> PROBLEM TO SOLVE: Go over the data and keep only the lines that include "Item".

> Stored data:
====================

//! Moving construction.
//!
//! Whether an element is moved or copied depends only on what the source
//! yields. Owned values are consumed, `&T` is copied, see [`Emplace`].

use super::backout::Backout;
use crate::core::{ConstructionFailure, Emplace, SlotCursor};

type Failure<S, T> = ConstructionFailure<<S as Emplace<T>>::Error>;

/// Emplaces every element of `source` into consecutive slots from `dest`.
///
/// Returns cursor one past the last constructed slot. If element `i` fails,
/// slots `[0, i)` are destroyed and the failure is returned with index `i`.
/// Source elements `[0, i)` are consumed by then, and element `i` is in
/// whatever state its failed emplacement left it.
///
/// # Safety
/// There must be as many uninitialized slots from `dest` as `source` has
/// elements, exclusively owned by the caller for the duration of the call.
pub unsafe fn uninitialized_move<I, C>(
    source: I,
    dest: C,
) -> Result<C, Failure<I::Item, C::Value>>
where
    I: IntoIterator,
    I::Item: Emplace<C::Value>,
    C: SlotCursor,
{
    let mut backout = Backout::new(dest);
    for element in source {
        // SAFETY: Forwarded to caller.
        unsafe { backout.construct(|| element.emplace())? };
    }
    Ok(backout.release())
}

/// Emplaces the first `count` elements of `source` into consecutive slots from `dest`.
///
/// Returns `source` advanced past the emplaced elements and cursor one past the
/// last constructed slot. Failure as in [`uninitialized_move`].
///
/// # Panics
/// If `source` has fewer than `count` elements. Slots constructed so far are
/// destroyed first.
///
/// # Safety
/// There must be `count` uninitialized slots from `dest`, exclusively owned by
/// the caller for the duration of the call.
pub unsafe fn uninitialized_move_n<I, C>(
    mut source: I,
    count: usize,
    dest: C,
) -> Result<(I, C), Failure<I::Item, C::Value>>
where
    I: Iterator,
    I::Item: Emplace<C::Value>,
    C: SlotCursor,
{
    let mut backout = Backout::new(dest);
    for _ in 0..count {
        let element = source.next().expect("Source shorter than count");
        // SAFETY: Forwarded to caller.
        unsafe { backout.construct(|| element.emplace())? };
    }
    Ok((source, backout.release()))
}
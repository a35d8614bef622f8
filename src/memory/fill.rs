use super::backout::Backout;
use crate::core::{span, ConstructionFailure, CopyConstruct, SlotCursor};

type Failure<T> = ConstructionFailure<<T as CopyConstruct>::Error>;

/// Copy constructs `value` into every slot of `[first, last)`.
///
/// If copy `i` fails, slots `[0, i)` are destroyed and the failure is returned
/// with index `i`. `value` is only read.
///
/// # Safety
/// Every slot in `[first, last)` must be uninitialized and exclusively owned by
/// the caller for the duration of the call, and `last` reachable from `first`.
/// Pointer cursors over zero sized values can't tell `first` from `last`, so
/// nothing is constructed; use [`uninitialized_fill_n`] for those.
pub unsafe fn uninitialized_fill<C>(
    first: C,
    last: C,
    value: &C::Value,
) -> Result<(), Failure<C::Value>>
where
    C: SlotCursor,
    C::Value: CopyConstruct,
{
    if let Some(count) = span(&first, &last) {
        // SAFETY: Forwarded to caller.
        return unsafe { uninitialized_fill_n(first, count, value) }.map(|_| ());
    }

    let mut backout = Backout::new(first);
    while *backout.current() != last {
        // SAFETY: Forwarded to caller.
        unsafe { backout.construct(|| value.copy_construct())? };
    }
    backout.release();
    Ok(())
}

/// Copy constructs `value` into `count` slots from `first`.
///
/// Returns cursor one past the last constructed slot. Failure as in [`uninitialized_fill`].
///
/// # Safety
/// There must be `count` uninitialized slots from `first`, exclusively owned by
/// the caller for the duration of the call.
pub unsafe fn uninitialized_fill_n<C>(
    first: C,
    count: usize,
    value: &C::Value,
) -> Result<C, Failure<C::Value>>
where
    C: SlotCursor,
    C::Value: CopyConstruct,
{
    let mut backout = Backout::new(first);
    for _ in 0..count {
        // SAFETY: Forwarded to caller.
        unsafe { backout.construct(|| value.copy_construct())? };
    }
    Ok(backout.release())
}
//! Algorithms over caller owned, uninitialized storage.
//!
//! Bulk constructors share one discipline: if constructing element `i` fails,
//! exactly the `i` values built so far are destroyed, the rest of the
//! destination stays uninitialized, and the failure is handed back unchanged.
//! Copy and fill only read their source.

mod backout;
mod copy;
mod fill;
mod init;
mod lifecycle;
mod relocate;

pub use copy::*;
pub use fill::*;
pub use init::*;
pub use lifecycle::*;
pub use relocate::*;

====================

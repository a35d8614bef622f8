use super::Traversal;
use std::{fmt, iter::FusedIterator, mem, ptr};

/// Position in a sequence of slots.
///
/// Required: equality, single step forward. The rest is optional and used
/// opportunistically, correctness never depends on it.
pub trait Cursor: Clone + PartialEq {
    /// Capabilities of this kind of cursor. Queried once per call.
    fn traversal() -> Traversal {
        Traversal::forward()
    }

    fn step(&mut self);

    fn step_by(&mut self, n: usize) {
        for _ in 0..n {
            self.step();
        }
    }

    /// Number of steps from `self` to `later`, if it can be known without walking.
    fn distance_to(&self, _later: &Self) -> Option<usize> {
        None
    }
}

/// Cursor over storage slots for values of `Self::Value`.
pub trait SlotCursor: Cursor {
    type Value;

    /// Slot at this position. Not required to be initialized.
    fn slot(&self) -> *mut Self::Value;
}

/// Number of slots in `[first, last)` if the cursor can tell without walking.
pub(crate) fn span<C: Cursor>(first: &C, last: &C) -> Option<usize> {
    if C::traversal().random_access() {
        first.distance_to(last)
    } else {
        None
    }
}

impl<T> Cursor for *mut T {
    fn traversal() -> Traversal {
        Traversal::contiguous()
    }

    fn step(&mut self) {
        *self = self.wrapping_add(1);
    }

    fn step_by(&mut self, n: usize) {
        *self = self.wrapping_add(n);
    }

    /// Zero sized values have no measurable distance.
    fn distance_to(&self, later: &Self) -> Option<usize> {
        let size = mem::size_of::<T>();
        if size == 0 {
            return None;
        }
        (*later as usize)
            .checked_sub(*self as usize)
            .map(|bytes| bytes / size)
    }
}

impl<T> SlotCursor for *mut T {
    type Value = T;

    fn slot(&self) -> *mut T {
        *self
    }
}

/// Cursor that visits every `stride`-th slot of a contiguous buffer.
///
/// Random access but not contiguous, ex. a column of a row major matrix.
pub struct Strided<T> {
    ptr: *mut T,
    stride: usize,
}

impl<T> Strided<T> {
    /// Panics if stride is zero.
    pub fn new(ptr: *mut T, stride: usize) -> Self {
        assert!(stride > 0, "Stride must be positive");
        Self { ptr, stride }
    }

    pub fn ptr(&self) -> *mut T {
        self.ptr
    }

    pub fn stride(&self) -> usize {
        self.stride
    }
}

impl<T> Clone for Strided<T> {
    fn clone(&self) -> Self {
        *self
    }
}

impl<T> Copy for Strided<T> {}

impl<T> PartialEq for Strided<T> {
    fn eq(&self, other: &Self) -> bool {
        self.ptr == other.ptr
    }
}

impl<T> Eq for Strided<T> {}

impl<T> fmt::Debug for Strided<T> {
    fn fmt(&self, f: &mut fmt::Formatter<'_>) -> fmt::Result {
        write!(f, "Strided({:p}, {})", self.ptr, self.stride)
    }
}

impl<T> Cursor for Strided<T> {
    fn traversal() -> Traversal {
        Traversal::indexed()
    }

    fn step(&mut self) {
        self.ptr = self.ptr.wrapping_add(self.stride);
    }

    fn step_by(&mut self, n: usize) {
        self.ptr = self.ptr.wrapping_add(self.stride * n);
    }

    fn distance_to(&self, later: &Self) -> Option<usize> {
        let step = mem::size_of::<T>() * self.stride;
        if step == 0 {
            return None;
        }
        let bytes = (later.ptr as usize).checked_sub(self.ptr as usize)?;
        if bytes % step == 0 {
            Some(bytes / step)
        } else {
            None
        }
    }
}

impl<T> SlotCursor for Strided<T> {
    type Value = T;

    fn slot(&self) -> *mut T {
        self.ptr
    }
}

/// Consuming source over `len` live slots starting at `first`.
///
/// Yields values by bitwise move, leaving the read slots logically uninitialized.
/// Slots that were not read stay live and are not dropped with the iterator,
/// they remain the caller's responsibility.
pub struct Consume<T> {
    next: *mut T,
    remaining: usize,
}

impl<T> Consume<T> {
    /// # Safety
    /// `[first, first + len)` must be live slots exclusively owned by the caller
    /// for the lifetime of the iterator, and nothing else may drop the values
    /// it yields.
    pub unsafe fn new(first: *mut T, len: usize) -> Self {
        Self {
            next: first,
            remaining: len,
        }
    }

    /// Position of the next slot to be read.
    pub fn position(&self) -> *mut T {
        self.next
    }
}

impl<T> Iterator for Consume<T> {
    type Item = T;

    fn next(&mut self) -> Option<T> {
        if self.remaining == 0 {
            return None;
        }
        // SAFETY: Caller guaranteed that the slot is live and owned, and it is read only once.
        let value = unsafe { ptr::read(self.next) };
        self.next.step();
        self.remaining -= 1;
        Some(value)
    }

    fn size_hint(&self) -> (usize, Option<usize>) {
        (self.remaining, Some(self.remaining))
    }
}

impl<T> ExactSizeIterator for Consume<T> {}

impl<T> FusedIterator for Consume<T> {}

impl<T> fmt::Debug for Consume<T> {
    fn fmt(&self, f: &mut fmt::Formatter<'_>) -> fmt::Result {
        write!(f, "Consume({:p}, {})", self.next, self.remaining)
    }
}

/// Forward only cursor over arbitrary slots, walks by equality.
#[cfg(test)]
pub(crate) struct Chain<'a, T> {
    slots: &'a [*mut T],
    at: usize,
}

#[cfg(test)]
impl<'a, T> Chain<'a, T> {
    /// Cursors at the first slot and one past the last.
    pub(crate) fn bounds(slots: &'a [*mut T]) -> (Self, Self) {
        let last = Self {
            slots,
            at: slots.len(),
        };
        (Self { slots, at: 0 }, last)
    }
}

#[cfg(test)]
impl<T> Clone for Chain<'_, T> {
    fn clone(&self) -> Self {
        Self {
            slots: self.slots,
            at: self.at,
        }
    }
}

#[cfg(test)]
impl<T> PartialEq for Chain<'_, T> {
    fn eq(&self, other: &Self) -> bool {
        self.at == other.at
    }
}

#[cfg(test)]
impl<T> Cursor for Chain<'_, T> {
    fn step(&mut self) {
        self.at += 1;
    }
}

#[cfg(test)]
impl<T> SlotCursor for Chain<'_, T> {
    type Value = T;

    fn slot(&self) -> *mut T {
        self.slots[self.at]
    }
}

====================

> OUTPUT:
) -> Result<C, Failure<I::Item, C::Value>>
    I::Item: Emplace<C::Value>,
) -> Result<(I, C), Failure<I::Item, C::Value>>
    I::Item: Emplace<C::Value>,
    type Item = T;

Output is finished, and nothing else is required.